Fien Troch (born 1978, in Londerzeel) is a Belgian film director, producer and screenwriter.

==Career==
After graduating from the Sint-Lukas art academy in Brussels in 2000, she achieved several nominations and awards in her chosen career.

Her first full-length film Someone Else's happiness is a psychological drama film that deals with how a fatal car accident affects a small village in Flanders. The film was nominated for the Grand Prix (2005) at the Flanders International Film Festival Ghent and for the Joseph Plateau Award (2006) for Best Belgian Director and Best Belgian Screenplay.

Moreover, in 2005 at Thessaloniki Film Festival it won the Golden Alexander and an award for Best Screenplay.
At the 62nd edition of the Torino Film Festival it also won the prize for Best Actress.

Her second film Unspoken depicts the aftermath of the disappearance of a young girl. The film received the André Cavens Award for Best Film by the Belgian Film Critics Association (UCC). Her 2012 film Kid was nominated for two Magritte Awards.

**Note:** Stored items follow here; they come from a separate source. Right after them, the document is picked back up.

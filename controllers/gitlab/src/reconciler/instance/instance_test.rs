//! Unit tests for the license and application settings

#[cfg(test)]
mod tests {
    use crate::error::ControllerError;
    use crate::reconciler::instance::{ApplicationSettingsTranslator, LicenseTranslator};
    use crate::test_utils::{Harness, managed, mark_deleted, patched, with_sink};
    use crds::{ApplicationSettings, License, ManagedResource};
    use gitlab_client::{GitLabClientTrait, License as InstalledLicense};
    use kube_runtime::controller::Action;

    fn license(body: &str) -> License {
        with_sink(
            managed("instance", "gitlab-system", serde_json::json!({ "license": { "value": body } })),
            "license-state",
        )
    }

    #[tokio::test]
    async fn test_license_without_sink_is_rejected() {
        let h = Harness::new();
        let mut mr: License = managed(
            "instance",
            "gitlab-system",
            serde_json::json!({ "license": { "value": "eyJsaWNlbnNlIjoxfQ==" } }),
        );
        let err = h.reconcile::<LicenseTranslator>(&mut mr).await.unwrap_err();
        assert!(matches!(err, ControllerError::MissingConnectionSecret("license")));
        assert_eq!(h.gitlab.call_count("add_license"), 0);
    }

    #[tokio::test]
    async fn test_license_is_installed_and_published() {
        let h = Harness::new();
        let mut mr = license("body-v1");
        h.converge::<LicenseTranslator>(&mut mr).await;

        assert_eq!(mr.external_name(), "100");
        assert_eq!(
            h.cluster.secret_value("gitlab-system", "license-state", "license").as_deref(),
            Some("body-v1")
        );
        let observed = mr.at_provider().cloned().unwrap_or_default();
        assert_eq!(observed.plan.as_deref(), Some("ultimate"));
        assert_eq!(observed.licensee_company.as_deref(), Some("Example"));
    }

    #[tokio::test]
    async fn test_same_license_body_is_not_reinstalled() {
        let h = Harness::new();
        let mut mr = license("body-v1");
        h.converge::<LicenseTranslator>(&mut mr).await;

        h.gitlab.reset_calls();
        let action = h.reconcile::<LicenseTranslator>(&mut mr).await.unwrap();
        assert_eq!(action, Action::requeue(std::time::Duration::from_secs(60)));
        assert_eq!(h.gitlab.calls(), vec!["get_license"]);
    }

    #[tokio::test]
    async fn test_changed_license_body_is_installed_and_rebound() {
        let h = Harness::new();
        let mut mr = license("body-v1");
        h.converge::<LicenseTranslator>(&mut mr).await;

        mr = patched(mr, &serde_json::json!({ "spec": { "forProvider": { "license": { "value": "body-v2" } } } }));
        h.gitlab.reset_calls();
        h.reconcile::<LicenseTranslator>(&mut mr).await.unwrap();

        assert_eq!(h.gitlab.calls(), vec!["get_license", "add_license"]);
        assert_eq!(mr.external_name(), "101");
        assert_eq!(
            h.cluster.secret_value("gitlab-system", "license-state", "license").as_deref(),
            Some("body-v2")
        );
    }

    #[tokio::test]
    async fn test_other_current_license_means_ours_is_missing() {
        let h = Harness::new();
        let mut mr = license("body-v1");
        h.converge::<LicenseTranslator>(&mut mr).await;

        h.gitlab.set_license(Some(InstalledLicense {
            id: 42,
            plan: "premium".to_string(),
            ..Default::default()
        }));
        h.gitlab.reset_calls();
        h.reconcile::<LicenseTranslator>(&mut mr).await.unwrap();

        assert_eq!(h.gitlab.calls(), vec!["get_license", "add_license"]);
        assert_eq!(mr.external_name(), "101");
        assert_eq!(h.gitlab.get_license().await.unwrap().id, 101);
    }

    #[tokio::test]
    async fn test_license_delete_uses_delete_as_probe() {
        let h = Harness::new();
        let mut mr = license("body-v1");
        h.converge::<LicenseTranslator>(&mut mr).await;

        let mut mr = mark_deleted(mr);
        h.gitlab.reset_calls();
        h.reconcile::<LicenseTranslator>(&mut mr).await.unwrap();
        assert_eq!(h.gitlab.call_count("get_license"), 0);
        assert!(mr.has_finalizer());
        assert!(h.gitlab.get_license().await.unwrap_err().is_not_found());

        h.gitlab.reset_calls();
        let action = h.reconcile::<LicenseTranslator>(&mut mr).await.unwrap();
        assert_eq!(action, Action::await_change());
        assert!(!mr.has_finalizer());
        assert_eq!(h.gitlab.calls(), vec!["delete_license"]);
    }

    #[tokio::test]
    async fn test_settings_bind_to_instance_and_put_only_changes() {
        let h = Harness::new();
        h.gitlab.mutate_settings(|s| {
            s.signup_enabled = Some(true);
            s.default_projects_limit = Some(100000);
        });
        let mut mr: ApplicationSettings = managed(
            "instance",
            "gitlab-system",
            serde_json::json!({ "signupEnabled": false, "defaultProjectsLimit": 100000 }),
        );
        h.converge::<ApplicationSettingsTranslator>(&mut mr).await;

        assert_eq!(mr.external_name(), "1");
        assert_eq!(h.gitlab.call_count("update_settings"), 1);
        let settings = h.gitlab.get_settings().await.unwrap();
        assert_eq!(settings.signup_enabled, Some(false));
        assert_eq!(mr.at_provider().and_then(|o| o.id), Some(1));
    }

    #[tokio::test]
    async fn test_settings_drift_is_reverted() {
        let h = Harness::new();
        let mut mr: ApplicationSettings = managed(
            "instance",
            "gitlab-system",
            serde_json::json!({ "requireTwoFactorAuthentication": true }),
        );
        h.converge::<ApplicationSettingsTranslator>(&mut mr).await;

        h.gitlab.mutate_settings(|s| s.require_two_factor_authentication = Some(false));
        h.gitlab.reset_calls();
        h.reconcile::<ApplicationSettingsTranslator>(&mut mr).await.unwrap();
        assert_eq!(h.gitlab.calls(), vec!["get_settings", "update_settings"]);
        assert_eq!(
            h.gitlab.get_settings().await.unwrap().require_two_factor_authentication,
            Some(true)
        );
    }

    #[tokio::test]
    async fn test_settings_delete_leaves_instance_untouched() {
        let h = Harness::new();
        let mut mr: ApplicationSettings = managed(
            "instance",
            "gitlab-system",
            serde_json::json!({ "gravatarEnabled": false }),
        );
        h.converge::<ApplicationSettingsTranslator>(&mut mr).await;

        let mut mr = mark_deleted(mr);
        h.gitlab.reset_calls();
        let action = h.reconcile::<ApplicationSettingsTranslator>(&mut mr).await.unwrap();
        assert_eq!(action, Action::await_change());
        assert!(!mr.has_finalizer());
        assert!(h.gitlab.calls().is_empty());
        assert_eq!(h.gitlab.get_settings().await.unwrap().gravatar_enabled, Some(false));
    }
}
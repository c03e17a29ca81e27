//! GroupDeployToken Custom Resource Definition

use crate::id_or_path::IdOrPath;
use crate::managed::{ManagedStatus, ResourceSpec};
use crate::shared::{DeployTokenObservation, DeployTokenParameters};
use kube::CustomResource;
use schemars::JsonSchema;
use serde::{Deserialize, Serialize};

/// GroupDeployTokenSpec defines a deploy token valid for every project of a group
#[derive(CustomResource, Debug, Clone, Serialize, Deserialize, JsonSchema)]
#[kube(
    group = "gitlab.microscaler.io",
    version = "v1alpha1",
    kind = "GroupDeployToken",
    namespaced,
    status = "GroupDeployTokenStatus"
)]
#[serde(rename_all = "camelCase")]
pub struct GroupDeployTokenSpec {
    pub for_provider: GroupDeployTokenParameters,

    #[serde(flatten)]
    pub resource_spec: ResourceSpec,
}

#[derive(Debug, Clone, Serialize, Deserialize, JsonSchema, PartialEq, Default)]
#[serde(rename_all = "camelCase")]
pub struct GroupDeployTokenParameters {
    #[serde(rename = "groupID", default, skip_serializing_if = "Option::is_none")]
    pub group_id: Option<IdOrPath>,

    #[serde(flatten)]
    pub token: DeployTokenParameters,
}

pub type GroupDeployTokenStatus = ManagedStatus<DeployTokenObservation>;

crate::managed_resource!(GroupDeployToken, GroupDeployTokenParameters, DeployTokenObservation);
//! ProjectHook translator
//!
//! The hook token is write-only: GitLab never returns it, so it is sent on
//! every create and update but never compared.

use crate::error::ControllerError;
use crate::managed::external_name;
use crate::managed::translator::{
    ExternalContext, Translator, create_failed, deleted, found, parent_id, update_failed,
};
use crate::managed::{ExternalCreation, ExternalUpdate};
use crate::reconcile_helpers::{is_equal_or_unset, is_str_equal_or_unset, late_init};
use async_trait::async_trait;
use crds::{ManagedResource, ProjectHook, ProjectHookObservation, ProjectHookParameters};
use gitlab_client::{self as gitlab, HookOptions, ResourceId};

const NAME: &str = "project hook";

/// A hook and whether this object configures its token
#[derive(Debug, Clone)]
pub struct ObservedHook {
    pub hook: gitlab::ProjectHook,
    pub has_token: bool,
}

pub struct ProjectHookTranslator {
    ctx: ExternalContext,
}

fn project(mr: &ProjectHook) -> Result<ResourceId, ControllerError> {
    parent_id(mr.for_provider().project_id.as_ref(), "projectID")
}

impl ProjectHookTranslator {
    async fn options(&self, p: &ProjectHookParameters) -> Result<HookOptions, ControllerError> {
        let token = match &p.token_secret_ref {
            Some(selector) => Some(self.ctx.secrets.key(selector, &self.ctx.namespace).await?),
            None => None,
        };
        Ok(HookOptions {
            url: Some(p.url.clone()),
            token,
            push_events: p.push_events,
            push_events_branch_filter: p.push_events_branch_filter.clone(),
            issues_events: p.issues_events,
            confidential_issues_events: p.confidential_issues_events,
            merge_requests_events: p.merge_requests_events,
            tag_push_events: p.tag_push_events,
            note_events: p.note_events,
            job_events: p.job_events,
            pipeline_events: p.pipeline_events,
            wiki_page_events: p.wiki_page_events,
            deployment_events: p.deployment_events,
            releases_events: p.releases_events,
            enable_ssl_verification: p.enable_ssl_verification,
        })
    }
}

#[async_trait]
impl Translator for ProjectHookTranslator {
    type Kind = ProjectHook;
    type Id = i64;
    type Remote = ObservedHook;

    const NAME: &'static str = NAME;

    fn new(ctx: ExternalContext) -> Self {
        Self { ctx }
    }

    fn parse_id(&self, external_name: &str) -> Result<i64, ControllerError> {
        external_name::numeric(external_name)
    }

    async fn fetch(&self, mr: &ProjectHook, id: &i64) -> Result<Option<ObservedHook>, ControllerError> {
        let project = project(mr)?;
        let hook = found(NAME, self.ctx.gitlab.get_project_hook(&project, *id).await)?;
        Ok(hook.map(|hook| ObservedHook {
            hook,
            has_token: mr.for_provider().token_secret_ref.is_some(),
        }))
    }

    fn late_initialize(&self, p: &mut ProjectHookParameters, remote: &ObservedHook) -> bool {
        let h = &remote.hook;
        let mut changed = late_init(&mut p.push_events, Some(h.push_events));
        changed |= late_init(
            &mut p.push_events_branch_filter,
            h.push_events_branch_filter.clone().filter(|f| !f.is_empty()),
        );
        changed |= late_init(&mut p.issues_events, Some(h.issues_events));
        changed |= late_init(&mut p.confidential_issues_events, Some(h.confidential_issues_events));
        changed |= late_init(&mut p.merge_requests_events, Some(h.merge_requests_events));
        changed |= late_init(&mut p.tag_push_events, Some(h.tag_push_events));
        changed |= late_init(&mut p.note_events, Some(h.note_events));
        changed |= late_init(&mut p.job_events, Some(h.job_events));
        changed |= late_init(&mut p.pipeline_events, Some(h.pipeline_events));
        changed |= late_init(&mut p.wiki_page_events, Some(h.wiki_page_events));
        changed |= late_init(&mut p.deployment_events, Some(h.deployment_events));
        changed |= late_init(&mut p.releases_events, Some(h.releases_events));
        changed |= late_init(&mut p.enable_ssl_verification, Some(h.enable_ssl_verification));
        changed
    }

    fn observation(&self, remote: &ObservedHook) -> ProjectHookObservation {
        ProjectHookObservation {
            id: Some(remote.hook.id),
            created_at: remote.hook.created_at.map(|t| t.to_rfc3339()),
            has_token: remote.has_token,
        }
    }

    async fn is_up_to_date(&self, mr: &ProjectHook, remote: &ObservedHook) -> Result<bool, ControllerError> {
        let p = mr.for_provider();
        let h = &remote.hook;
        Ok(p.url == h.url
            && is_equal_or_unset(p.push_events.as_ref(), &h.push_events)
            && is_str_equal_or_unset(p.push_events_branch_filter.as_ref(), h.push_events_branch_filter.as_deref())
            && is_equal_or_unset(p.issues_events.as_ref(), &h.issues_events)
            && is_equal_or_unset(p.confidential_issues_events.as_ref(), &h.confidential_issues_events)
            && is_equal_or_unset(p.merge_requests_events.as_ref(), &h.merge_requests_events)
            && is_equal_or_unset(p.tag_push_events.as_ref(), &h.tag_push_events)
            && is_equal_or_unset(p.note_events.as_ref(), &h.note_events)
            && is_equal_or_unset(p.job_events.as_ref(), &h.job_events)
            && is_equal_or_unset(p.pipeline_events.as_ref(), &h.pipeline_events)
            && is_equal_or_unset(p.wiki_page_events.as_ref(), &h.wiki_page_events)
            && is_equal_or_unset(p.deployment_events.as_ref(), &h.deployment_events)
            && is_equal_or_unset(p.releases_events.as_ref(), &h.releases_events)
            && is_equal_or_unset(p.enable_ssl_verification.as_ref(), &h.enable_ssl_verification))
    }

    async fn create(&self, mr: &ProjectHook) -> Result<ExternalCreation, ControllerError> {
        let project = project(mr)?;
        let opts = self.options(mr.for_provider()).await?;
        let created = self
            .ctx
            .gitlab
            .add_project_hook(&project, &opts)
            .await
            .map_err(create_failed(NAME))?;
        Ok(ExternalCreation {
            external_name: created.id.to_string(),
            ..Default::default()
        })
    }

    async fn update(&self, mr: &ProjectHook, id: &i64, _remote: &ObservedHook) -> Result<ExternalUpdate, ControllerError> {
        let project = project(mr)?;
        let opts = self.options(mr.for_provider()).await?;
        self.ctx
            .gitlab
            .edit_project_hook(&project, *id, &opts)
            .await
            .map_err(update_failed(NAME))?;
        Ok(ExternalUpdate::default())
    }

    async fn delete(&self, mr: &ProjectHook, id: &i64) -> Result<(), ControllerError> {
        let project = project(mr)?;
        deleted(NAME, self.ctx.gitlab.delete_project_hook(&project, *id).await)
    }
}
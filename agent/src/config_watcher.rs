//! Polls `ConfigSource` for changes and atomically updates `TaskRegistry`
//! (§4.13).
//!
//! Grounded on the teacher's own ticker idiom (`scheduler.rs`'s
//! `spawn_ticker_task`) generalized to four independent artefact groups,
//! each content-hashed with `blake3` via `shared::utils::calculate_string_checksum`
//! the same way the teacher hashes its combined config for change
//! detection, just per-family instead of per-process. A poll-on-a-timer
//! design is kept deliberately instead of `notify`'s event-driven watching:
//! §4.13 specifies polling, and the teacher's config reload is itself
//! poll-driven.

use crate::config::{family_artefacts, Family, FileConfigSource};
use crate::registry::TaskRegistry;
use shared::config::TasksSnapshot;
use shared::utils::calculate_string_checksum;
use std::sync::Arc;
use std::time::Duration;
use tracing::{error, info, warn};

pub struct ConfigWatcher {
    source: Arc<FileConfigSource>,
    registry: Arc<TaskRegistry>,
    poll_interval: Duration,
    fingerprints: tokio::sync::Mutex<Fingerprints>,
}

#[derive(Default)]
struct Fingerprints {
    module: String,
    script: String,
    scrape: String,
    probe: String,
}

impl ConfigWatcher {
    pub fn new(source: Arc<FileConfigSource>, registry: Arc<TaskRegistry>, poll_interval: Duration) -> Self {
        Self {
            source,
            registry,
            poll_interval,
            fingerprints: tokio::sync::Mutex::new(Fingerprints::default()),
        }
    }

    /// Runs until `shutdown` is observed. Each poll checks all four
    /// families; a parse/validation error on one family logs and leaves
    /// that family's snapshot untouched, the others proceed independently.
    pub async fn run(&self, mut shutdown: tokio::sync::watch::Receiver<bool>) {
        let mut ticker = tokio::time::interval(self.poll_interval);
        loop {
            tokio::select! {
                _ = ticker.tick() => {
                    self.poll_once().await;
                }
                _ = shutdown.changed() => {
                    if *shutdown.borrow() {
                        info!("config watcher shutting down");
                        break;
                    }
                }
            }
        }
    }

    pub async fn poll_once(&self) {
        self.poll_family(Family::Module).await;
        self.poll_family(Family::Script).await;
        self.poll_family(Family::Scrape).await;
        self.poll_family(Family::Probe).await;
    }

    async fn poll_family(&self, family: Family) {
        let mut combined = String::new();
        let mut contents = Vec::new();
        for file_name in family_artefacts(family) {
            match self.source.read_artefact(file_name).await {
                Ok(content) => {
                    combined.push_str(&content);
                    contents.push(content);
                }
                Err(_) => {
                    // Missing artefact is not a parse error: an operator may
                    // simply not use that family. Treat as an empty array.
                    contents.push("[]".to_string());
                }
            }
        }
        let fingerprint = calculate_string_checksum(&combined);

        let unchanged = {
            let fp = self.fingerprints.lock().await;
            match family {
                Family::Module => fp.module == fingerprint,
                Family::Script => fp.script == fingerprint,
                Family::Scrape => fp.scrape == fingerprint,
                Family::Probe => fp.probe == fingerprint,
            }
        };
        if unchanged {
            return;
        }

        match self.parse_and_swap(family, &contents, fingerprint.clone()).await {
            Ok(()) => {
                let mut fp = self.fingerprints.lock().await;
                match family {
                    Family::Module => fp.module = fingerprint,
                    Family::Script => fp.script = fingerprint,
                    Family::Scrape => fp.scrape = fingerprint,
                    Family::Probe => fp.probe = fingerprint,
                }
                info!(?family, "task family reloaded");
            }
            Err(e) => {
                // Parse errors preserve the previous snapshot (§4.13, §7).
                warn!(?family, error = %e, "task family reload failed, keeping previous snapshot");
            }
        }
    }

    async fn parse_and_swap(
        &self,
        family: Family,
        contents: &[String],
        fingerprint: String,
    ) -> anyhow::Result<()> {
        match family {
            Family::Module => {
                let mut tasks = Vec::new();
                for content in contents {
                    tasks.extend(FileConfigSource::parse_module_tasks(content)?);
                }
                shared::config::validate_unique_ids("ModuleTask", &tasks, |t| t.id.as_str())?;
                self.registry.modules.swap(TasksSnapshot::new(tasks, fingerprint));
            }
            Family::Script => {
                let mut tasks = Vec::new();
                for content in contents {
                    tasks.extend(FileConfigSource::parse_script_tasks(content)?);
                }
                shared::config::validate_unique_ids("ScriptTask", &tasks, |t| t.id.as_str())?;
                self.registry.scripts.swap(TasksSnapshot::new(tasks, fingerprint));
            }
            Family::Scrape => {
                let mut tasks = Vec::new();
                for content in contents {
                    tasks.extend(FileConfigSource::parse_scrape_tasks(content)?);
                }
                shared::config::validate_unique_ids("ScrapeTask", &tasks, |t| t.id.as_str())?;
                self.registry.scrapes.swap(TasksSnapshot::new(tasks, fingerprint));
            }
            Family::Probe => {
                let mut tasks = Vec::new();
                for content in contents {
                    tasks.extend(FileConfigSource::parse_probe_tasks(content)?);
                }
                shared::config::validate_unique_ids("ProbeTask", &tasks, |t| t.id.as_str())?;
                self.registry.probes.swap(TasksSnapshot::new(tasks, fingerprint));
            }
        }
        Ok(())
    }
}

impl std::fmt::Debug for Family {
    fn fmt(&self, f: &mut std::fmt::Formatter<'_>) -> std::fmt::Result {
        let name = match self {
            Family::Module => "module",
            Family::Script => "script",
            Family::Scrape => "scrape",
            Family::Probe => "probe",
        };
        write!(f, "{name}")
    }
}

#[cfg(test)]
mod tests {
    use super::*;

    #[tokio::test]
    async fn unchanged_artefact_does_not_reswap() {
        let dir = tempfile::tempdir().unwrap();
        tokio::fs::write(
            dir.path().join("moduleTask.json"),
            r#"[{"id":"m1","name":"n1","interval":10,"args":{},"outputs":[]}]"#,
        )
        .await
        .unwrap();

        let source = Arc::new(FileConfigSource::new(dir.path()));
        let registry = Arc::new(TaskRegistry::empty());
        let watcher = ConfigWatcher::new(source, registry.clone(), Duration::from_secs(60));

        watcher.poll_once().await;
        let first = registry.modules.current();
        watcher.poll_once().await;
        let second = registry.modules.current();
        assert!(Arc::ptr_eq(&first, &second));
    }

    #[tokio::test]
    async fn bad_json_preserves_previous_snapshot() {
        let dir = tempfile::tempdir().unwrap();
        let path = dir.path().join("moduleTask.json");
        tokio::fs::write(
            &path,
            r#"[{"id":"m1","name":"n1","interval":10,"args":{},"outputs":[]}]"#,
        )
        .await
        .unwrap();

        let source = Arc::new(FileConfigSource::new(dir.path()));
        let registry = Arc::new(TaskRegistry::empty());
        let watcher = ConfigWatcher::new(source, registry.clone(), Duration::from_secs(60));
        watcher.poll_once().await;
        assert_eq!(registry.modules.current().tasks.len(), 1);

        tokio::fs::write(&path, "not json").await.unwrap();
        watcher.poll_once().await;
        assert_eq!(registry.modules.current().tasks.len(), 1);
    }
}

For her 2016 film Home Troch won the award for Best Director in the Horizons section at the 73rd Venice International Film Festival.

==Personal life==
Troch is married to writer and editor Nico Leunen. They have two children together.

== Filmography ==
- Verbrande aarde (short,1998)
- Wooww (short, 1999)
- Maria (short, 2000)
- Cool Sam & Sweet Suzy (short, 2001)
- Someone Else's Happiness (2005)
- Unspoken (2008)
- Kid (2012)
- Home (2016)
- The Responder (2022) – 2 episodes
- Holly (2023)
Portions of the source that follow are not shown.